> **Task description**: Start at the first line of the material below and retype each line through the one containing "its action expires.", exactly.

> **Supplied records**:
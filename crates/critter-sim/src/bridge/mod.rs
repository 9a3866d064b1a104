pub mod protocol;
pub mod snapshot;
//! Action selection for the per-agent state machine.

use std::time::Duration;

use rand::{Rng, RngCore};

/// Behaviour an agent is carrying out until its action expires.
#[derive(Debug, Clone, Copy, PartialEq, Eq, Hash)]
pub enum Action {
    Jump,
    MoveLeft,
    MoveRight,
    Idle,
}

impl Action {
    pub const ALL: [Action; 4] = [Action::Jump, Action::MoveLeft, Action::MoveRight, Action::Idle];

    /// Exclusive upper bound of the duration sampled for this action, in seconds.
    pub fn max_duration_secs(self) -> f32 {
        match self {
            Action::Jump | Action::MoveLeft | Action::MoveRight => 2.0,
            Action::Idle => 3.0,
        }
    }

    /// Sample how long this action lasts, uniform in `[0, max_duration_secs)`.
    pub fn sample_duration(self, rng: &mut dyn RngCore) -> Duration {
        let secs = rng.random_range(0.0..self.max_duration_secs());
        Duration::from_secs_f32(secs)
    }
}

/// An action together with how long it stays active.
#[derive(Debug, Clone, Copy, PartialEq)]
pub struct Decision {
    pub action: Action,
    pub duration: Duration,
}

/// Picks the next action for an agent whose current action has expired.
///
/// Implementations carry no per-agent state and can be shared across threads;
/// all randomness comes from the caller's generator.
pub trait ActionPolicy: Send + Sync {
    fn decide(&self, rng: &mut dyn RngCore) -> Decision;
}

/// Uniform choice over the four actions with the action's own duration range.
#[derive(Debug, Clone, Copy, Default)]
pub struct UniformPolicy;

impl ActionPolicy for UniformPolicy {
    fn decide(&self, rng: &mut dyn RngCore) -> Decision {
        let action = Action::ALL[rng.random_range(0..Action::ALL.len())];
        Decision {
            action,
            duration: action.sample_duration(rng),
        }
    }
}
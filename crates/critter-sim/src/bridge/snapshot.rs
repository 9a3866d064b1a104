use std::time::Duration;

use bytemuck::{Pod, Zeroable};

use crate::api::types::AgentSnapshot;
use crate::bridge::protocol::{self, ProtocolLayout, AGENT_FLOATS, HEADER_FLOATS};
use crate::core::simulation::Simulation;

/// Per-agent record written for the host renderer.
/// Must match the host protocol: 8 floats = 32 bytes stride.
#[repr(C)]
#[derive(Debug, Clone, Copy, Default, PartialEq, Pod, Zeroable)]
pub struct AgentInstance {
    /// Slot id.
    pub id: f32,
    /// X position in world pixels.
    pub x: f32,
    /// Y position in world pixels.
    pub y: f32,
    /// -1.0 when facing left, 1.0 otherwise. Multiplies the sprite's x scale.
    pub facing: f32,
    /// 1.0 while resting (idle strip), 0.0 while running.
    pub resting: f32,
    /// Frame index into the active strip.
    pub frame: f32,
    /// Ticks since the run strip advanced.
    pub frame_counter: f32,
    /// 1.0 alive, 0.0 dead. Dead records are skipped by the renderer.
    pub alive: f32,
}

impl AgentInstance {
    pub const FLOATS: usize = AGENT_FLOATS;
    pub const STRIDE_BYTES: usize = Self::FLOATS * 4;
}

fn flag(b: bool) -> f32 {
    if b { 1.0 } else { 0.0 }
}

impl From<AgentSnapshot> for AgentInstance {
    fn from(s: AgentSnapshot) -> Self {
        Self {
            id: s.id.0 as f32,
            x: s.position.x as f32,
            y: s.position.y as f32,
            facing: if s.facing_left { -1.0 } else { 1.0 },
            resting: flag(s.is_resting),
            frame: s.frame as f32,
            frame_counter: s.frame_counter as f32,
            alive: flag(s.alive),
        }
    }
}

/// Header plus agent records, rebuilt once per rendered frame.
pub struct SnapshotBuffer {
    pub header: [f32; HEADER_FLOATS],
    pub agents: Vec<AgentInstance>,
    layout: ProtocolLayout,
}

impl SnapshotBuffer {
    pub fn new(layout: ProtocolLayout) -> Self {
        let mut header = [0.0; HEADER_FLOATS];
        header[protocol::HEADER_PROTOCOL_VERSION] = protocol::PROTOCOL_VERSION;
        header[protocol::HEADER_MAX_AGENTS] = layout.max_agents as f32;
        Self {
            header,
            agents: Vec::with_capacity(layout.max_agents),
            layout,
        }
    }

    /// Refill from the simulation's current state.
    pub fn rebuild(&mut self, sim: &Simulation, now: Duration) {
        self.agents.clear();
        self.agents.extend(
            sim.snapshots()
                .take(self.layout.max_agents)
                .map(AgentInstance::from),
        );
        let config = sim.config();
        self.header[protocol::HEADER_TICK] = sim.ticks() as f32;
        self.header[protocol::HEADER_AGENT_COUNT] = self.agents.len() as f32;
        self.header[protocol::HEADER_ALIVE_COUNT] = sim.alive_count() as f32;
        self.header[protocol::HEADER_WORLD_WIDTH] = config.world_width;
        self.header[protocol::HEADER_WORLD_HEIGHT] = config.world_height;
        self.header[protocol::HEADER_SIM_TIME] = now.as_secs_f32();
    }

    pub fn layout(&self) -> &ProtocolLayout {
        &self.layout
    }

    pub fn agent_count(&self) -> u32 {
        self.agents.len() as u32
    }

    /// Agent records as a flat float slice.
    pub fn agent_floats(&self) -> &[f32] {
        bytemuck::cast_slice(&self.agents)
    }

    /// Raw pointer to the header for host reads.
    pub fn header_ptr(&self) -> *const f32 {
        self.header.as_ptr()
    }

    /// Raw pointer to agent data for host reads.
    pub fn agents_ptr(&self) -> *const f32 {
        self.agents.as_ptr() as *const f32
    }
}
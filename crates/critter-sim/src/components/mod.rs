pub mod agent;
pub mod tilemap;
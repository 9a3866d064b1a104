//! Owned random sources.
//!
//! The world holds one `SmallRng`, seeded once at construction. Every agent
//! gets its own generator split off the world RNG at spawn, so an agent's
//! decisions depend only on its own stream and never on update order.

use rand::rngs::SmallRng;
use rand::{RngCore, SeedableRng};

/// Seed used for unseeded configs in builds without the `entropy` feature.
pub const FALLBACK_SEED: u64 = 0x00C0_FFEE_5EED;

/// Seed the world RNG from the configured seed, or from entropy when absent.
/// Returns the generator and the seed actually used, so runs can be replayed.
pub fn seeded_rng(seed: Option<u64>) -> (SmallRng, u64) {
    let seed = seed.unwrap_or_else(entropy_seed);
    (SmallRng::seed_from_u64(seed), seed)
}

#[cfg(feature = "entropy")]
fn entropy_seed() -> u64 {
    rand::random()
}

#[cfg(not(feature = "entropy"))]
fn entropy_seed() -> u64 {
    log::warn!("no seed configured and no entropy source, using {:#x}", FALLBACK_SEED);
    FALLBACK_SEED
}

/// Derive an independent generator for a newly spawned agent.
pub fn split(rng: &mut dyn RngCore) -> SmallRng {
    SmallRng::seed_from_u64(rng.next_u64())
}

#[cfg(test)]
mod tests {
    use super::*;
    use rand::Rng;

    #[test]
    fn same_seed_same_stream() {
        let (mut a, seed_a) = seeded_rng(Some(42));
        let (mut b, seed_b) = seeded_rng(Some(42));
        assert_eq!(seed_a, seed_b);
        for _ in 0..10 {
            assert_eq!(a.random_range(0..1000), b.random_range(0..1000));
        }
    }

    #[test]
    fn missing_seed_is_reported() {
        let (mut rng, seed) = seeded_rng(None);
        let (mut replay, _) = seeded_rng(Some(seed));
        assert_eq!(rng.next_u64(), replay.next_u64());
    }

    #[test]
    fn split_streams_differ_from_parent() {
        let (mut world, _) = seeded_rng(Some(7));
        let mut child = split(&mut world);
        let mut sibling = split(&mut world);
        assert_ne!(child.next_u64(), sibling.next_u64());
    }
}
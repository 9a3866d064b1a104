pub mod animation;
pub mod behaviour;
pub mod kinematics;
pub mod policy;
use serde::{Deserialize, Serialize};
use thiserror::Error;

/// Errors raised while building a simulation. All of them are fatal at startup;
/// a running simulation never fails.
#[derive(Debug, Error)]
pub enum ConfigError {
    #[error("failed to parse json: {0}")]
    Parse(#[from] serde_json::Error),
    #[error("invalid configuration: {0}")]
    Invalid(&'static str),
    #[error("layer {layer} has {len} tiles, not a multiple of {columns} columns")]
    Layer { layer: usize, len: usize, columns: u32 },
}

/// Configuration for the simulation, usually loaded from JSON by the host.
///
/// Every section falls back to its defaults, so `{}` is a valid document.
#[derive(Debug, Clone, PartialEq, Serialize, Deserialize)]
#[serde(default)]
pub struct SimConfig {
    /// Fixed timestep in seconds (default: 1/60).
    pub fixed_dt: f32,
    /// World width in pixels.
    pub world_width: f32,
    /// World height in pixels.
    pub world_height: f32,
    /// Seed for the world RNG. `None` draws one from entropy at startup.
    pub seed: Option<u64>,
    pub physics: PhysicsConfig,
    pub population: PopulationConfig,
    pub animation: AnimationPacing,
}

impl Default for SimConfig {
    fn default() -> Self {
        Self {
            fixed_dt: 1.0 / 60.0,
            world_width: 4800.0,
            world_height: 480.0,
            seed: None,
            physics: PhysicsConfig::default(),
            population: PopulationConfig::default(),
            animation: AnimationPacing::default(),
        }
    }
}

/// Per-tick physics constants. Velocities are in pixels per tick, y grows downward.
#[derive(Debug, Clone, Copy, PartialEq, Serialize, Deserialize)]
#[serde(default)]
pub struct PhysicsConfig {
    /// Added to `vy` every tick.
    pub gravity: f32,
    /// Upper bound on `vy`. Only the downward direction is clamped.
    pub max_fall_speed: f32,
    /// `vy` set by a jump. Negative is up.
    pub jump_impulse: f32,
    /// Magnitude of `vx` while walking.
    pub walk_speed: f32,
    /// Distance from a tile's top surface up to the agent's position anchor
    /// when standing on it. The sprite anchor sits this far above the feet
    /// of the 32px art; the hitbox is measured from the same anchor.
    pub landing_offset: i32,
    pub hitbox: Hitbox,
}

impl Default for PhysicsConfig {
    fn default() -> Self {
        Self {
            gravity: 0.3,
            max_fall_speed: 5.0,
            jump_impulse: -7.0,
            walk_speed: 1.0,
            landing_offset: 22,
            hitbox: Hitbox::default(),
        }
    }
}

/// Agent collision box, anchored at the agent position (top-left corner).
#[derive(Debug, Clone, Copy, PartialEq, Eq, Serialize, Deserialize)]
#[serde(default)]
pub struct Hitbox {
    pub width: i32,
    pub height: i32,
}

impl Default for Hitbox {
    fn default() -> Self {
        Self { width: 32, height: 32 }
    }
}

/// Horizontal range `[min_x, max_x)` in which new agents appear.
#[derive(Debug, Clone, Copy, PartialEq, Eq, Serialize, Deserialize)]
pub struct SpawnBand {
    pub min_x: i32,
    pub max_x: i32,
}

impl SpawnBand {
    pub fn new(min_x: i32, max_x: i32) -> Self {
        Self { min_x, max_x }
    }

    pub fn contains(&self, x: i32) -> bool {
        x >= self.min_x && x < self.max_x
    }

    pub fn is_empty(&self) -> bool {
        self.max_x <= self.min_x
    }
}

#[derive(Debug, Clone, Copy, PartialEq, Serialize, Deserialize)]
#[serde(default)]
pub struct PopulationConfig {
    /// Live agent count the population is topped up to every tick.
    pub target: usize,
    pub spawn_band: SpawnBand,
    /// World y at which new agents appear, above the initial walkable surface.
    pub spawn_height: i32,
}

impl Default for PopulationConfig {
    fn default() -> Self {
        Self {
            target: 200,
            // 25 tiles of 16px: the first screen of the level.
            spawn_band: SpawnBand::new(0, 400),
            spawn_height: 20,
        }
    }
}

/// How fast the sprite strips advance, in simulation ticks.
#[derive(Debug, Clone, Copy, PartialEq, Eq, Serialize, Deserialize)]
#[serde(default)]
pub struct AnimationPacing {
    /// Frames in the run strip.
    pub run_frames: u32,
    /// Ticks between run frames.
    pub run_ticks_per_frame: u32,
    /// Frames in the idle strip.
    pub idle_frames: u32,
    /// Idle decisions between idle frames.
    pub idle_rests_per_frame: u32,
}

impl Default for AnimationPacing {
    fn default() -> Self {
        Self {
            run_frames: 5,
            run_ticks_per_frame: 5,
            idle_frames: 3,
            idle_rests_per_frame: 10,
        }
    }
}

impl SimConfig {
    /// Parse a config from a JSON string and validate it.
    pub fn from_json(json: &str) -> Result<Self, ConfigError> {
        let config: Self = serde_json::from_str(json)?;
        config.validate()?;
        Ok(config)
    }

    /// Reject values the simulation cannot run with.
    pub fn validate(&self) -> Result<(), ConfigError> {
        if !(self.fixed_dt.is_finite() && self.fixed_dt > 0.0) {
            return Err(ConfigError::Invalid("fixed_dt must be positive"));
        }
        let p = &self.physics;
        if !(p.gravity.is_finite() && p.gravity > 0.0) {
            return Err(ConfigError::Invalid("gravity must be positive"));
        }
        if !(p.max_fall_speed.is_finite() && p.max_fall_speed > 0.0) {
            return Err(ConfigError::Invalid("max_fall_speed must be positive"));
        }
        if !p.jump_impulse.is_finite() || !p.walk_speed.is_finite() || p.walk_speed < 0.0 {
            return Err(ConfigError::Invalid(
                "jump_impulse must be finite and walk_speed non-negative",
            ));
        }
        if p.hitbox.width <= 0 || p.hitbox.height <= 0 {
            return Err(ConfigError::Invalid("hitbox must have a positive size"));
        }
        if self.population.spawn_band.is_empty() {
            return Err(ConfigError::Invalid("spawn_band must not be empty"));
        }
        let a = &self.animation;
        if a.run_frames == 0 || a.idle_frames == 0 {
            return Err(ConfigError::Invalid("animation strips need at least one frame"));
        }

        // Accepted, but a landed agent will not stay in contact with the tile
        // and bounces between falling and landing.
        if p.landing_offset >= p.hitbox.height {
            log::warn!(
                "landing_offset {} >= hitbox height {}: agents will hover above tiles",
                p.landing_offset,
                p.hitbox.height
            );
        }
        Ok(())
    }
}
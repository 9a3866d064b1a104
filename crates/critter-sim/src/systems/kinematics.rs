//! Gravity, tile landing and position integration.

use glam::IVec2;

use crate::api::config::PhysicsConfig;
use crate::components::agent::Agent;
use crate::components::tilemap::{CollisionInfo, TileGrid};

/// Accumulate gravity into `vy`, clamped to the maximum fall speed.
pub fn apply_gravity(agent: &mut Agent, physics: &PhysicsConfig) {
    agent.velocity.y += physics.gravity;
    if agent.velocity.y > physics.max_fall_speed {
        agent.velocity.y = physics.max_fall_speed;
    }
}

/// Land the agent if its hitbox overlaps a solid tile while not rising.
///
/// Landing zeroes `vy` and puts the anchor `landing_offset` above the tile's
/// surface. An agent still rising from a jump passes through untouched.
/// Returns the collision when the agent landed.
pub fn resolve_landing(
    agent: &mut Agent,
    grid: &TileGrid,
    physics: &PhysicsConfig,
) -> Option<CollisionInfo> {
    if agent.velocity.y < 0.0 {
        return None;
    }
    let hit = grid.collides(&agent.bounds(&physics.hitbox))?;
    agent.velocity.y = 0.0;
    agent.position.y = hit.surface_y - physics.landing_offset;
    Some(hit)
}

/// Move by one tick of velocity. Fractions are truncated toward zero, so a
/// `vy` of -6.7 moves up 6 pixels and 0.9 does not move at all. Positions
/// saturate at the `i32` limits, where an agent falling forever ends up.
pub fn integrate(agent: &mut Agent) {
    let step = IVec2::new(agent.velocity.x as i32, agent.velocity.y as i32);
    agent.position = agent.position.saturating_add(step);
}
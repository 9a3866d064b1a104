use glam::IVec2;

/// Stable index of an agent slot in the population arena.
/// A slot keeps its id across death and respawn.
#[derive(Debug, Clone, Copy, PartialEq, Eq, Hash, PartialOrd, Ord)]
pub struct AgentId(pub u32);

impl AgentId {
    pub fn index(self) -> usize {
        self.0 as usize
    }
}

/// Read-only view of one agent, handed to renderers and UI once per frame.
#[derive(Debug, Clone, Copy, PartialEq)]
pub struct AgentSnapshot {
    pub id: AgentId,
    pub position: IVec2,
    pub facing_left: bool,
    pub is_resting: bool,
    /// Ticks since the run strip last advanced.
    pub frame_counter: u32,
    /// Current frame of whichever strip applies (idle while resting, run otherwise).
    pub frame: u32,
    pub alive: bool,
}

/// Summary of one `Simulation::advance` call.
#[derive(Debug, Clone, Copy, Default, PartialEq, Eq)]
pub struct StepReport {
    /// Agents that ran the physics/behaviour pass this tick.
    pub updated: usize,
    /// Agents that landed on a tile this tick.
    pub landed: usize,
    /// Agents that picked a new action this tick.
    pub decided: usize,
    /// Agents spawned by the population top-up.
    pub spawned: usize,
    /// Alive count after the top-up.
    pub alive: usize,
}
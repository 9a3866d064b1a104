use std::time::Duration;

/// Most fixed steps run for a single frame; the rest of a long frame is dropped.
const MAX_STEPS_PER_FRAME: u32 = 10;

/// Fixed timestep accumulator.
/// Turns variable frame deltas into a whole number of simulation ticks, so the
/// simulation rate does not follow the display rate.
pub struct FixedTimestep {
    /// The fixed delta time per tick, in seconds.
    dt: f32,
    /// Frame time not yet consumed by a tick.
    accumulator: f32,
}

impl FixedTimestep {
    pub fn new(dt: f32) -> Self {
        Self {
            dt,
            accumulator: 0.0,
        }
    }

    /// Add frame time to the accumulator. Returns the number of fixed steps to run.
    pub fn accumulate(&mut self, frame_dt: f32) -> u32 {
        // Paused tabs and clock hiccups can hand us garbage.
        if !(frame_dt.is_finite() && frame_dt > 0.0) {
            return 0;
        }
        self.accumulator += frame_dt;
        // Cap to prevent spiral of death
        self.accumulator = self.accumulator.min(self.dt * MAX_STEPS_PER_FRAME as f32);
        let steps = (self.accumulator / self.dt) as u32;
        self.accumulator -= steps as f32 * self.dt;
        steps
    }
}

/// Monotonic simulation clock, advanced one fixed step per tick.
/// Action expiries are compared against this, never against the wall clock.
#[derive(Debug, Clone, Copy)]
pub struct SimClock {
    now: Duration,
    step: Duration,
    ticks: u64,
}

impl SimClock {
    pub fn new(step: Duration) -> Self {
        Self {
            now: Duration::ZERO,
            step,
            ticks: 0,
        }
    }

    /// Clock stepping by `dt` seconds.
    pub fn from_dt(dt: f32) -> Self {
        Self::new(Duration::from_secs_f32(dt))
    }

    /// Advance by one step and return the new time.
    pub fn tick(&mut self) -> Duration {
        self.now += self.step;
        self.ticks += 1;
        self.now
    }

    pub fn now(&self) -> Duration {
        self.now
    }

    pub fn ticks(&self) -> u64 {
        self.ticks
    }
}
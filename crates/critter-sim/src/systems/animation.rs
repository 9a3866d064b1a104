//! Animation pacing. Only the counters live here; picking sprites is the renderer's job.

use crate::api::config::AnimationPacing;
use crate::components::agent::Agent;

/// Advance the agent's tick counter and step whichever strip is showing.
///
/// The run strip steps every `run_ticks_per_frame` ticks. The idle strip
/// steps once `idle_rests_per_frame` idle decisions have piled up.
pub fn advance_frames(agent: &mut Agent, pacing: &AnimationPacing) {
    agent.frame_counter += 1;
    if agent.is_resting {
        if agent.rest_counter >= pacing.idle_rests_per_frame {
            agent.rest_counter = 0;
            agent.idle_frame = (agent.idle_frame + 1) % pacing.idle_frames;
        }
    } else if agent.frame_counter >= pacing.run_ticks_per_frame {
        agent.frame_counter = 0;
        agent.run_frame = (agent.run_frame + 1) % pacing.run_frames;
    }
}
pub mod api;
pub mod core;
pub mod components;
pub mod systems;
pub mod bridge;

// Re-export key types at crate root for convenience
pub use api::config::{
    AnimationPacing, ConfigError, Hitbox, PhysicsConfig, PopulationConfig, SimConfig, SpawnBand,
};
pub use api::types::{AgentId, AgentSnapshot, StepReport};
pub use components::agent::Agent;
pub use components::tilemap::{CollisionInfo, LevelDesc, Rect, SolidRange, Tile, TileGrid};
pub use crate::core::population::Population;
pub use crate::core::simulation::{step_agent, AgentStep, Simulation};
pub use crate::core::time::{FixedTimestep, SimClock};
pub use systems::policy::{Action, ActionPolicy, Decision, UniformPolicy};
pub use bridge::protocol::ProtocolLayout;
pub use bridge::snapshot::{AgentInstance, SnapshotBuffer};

> **Output below**:
filename crates/critter-sim/src/bridge/mod.rs
repository 9a3866d064b1a104
pub mod protocol;
pub mod snapshot;
//! Action selection for the per-agent state machine.

use std::time::Duration;

use rand::{Rng, RngCore};

/// Behaviour an agent is carrying out until its action expires.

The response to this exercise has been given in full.